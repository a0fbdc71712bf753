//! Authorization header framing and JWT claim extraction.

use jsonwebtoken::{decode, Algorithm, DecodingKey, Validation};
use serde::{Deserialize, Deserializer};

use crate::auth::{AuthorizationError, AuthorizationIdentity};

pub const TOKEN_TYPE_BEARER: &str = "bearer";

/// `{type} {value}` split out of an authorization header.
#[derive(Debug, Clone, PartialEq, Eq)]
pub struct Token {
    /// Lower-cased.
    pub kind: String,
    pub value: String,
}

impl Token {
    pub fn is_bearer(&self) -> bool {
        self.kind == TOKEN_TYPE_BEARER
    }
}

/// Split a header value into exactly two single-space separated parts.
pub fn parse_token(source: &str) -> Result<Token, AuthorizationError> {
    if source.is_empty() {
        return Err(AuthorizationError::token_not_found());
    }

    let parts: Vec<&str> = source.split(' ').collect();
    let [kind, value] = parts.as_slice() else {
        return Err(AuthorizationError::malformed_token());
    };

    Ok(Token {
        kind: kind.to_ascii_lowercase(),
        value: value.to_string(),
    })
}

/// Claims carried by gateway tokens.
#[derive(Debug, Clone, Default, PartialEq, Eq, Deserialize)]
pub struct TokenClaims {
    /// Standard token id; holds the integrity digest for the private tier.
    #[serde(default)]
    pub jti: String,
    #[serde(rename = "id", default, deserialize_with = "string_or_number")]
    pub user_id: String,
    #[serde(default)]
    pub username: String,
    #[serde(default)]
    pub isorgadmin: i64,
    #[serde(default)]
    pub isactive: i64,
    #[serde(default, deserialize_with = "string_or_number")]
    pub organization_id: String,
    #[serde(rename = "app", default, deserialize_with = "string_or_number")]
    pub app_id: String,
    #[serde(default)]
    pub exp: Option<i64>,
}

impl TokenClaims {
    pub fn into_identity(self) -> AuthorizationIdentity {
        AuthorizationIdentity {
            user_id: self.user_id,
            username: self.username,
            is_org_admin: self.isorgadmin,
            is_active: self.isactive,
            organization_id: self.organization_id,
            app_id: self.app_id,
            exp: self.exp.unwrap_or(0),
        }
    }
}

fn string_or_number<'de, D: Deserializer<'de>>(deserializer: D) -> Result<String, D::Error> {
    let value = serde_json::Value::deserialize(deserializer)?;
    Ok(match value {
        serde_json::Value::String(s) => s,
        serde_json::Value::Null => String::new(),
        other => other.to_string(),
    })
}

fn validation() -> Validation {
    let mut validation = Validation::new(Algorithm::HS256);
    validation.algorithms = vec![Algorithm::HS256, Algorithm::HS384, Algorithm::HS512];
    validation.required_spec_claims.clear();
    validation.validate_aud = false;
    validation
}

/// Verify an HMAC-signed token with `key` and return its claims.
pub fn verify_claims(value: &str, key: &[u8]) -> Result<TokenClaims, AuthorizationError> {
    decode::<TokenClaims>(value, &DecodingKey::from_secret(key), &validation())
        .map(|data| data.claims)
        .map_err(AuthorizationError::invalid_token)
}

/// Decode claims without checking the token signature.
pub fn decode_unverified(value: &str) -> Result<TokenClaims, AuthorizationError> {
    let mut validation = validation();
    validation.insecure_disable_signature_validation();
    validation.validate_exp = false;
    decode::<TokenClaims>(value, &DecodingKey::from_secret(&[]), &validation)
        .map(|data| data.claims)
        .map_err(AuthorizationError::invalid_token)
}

· · · · ·

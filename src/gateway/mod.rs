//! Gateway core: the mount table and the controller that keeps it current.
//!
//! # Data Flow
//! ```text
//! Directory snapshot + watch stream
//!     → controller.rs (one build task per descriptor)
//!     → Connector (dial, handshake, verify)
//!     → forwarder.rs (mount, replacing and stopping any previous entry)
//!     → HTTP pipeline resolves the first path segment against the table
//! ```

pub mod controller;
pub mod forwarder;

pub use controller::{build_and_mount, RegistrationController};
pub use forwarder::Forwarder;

· · · · ·

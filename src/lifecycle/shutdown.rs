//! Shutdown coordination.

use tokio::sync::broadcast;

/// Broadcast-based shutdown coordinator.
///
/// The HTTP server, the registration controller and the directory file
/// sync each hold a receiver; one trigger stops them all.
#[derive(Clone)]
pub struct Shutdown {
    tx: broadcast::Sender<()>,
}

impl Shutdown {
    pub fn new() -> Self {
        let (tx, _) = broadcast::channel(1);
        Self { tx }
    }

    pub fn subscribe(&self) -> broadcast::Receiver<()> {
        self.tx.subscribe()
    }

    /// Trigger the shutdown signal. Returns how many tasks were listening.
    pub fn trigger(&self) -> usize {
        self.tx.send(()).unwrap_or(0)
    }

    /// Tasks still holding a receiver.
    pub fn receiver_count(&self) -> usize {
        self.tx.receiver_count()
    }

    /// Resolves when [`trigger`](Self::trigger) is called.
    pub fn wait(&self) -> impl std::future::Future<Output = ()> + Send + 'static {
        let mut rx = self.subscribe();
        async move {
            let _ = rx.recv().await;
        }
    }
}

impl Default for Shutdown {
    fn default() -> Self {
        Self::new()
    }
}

· · · · ·

* HOW TO COMPLETE THIS TASK:
Copy all lines from the material above that hold the word "Debug".

* RESPONSE TO THE TASK:
#[derive(Debug, Clone, PartialEq, Eq)]
#[derive(Debug, Clone, Default, PartialEq, Eq, Deserialize)]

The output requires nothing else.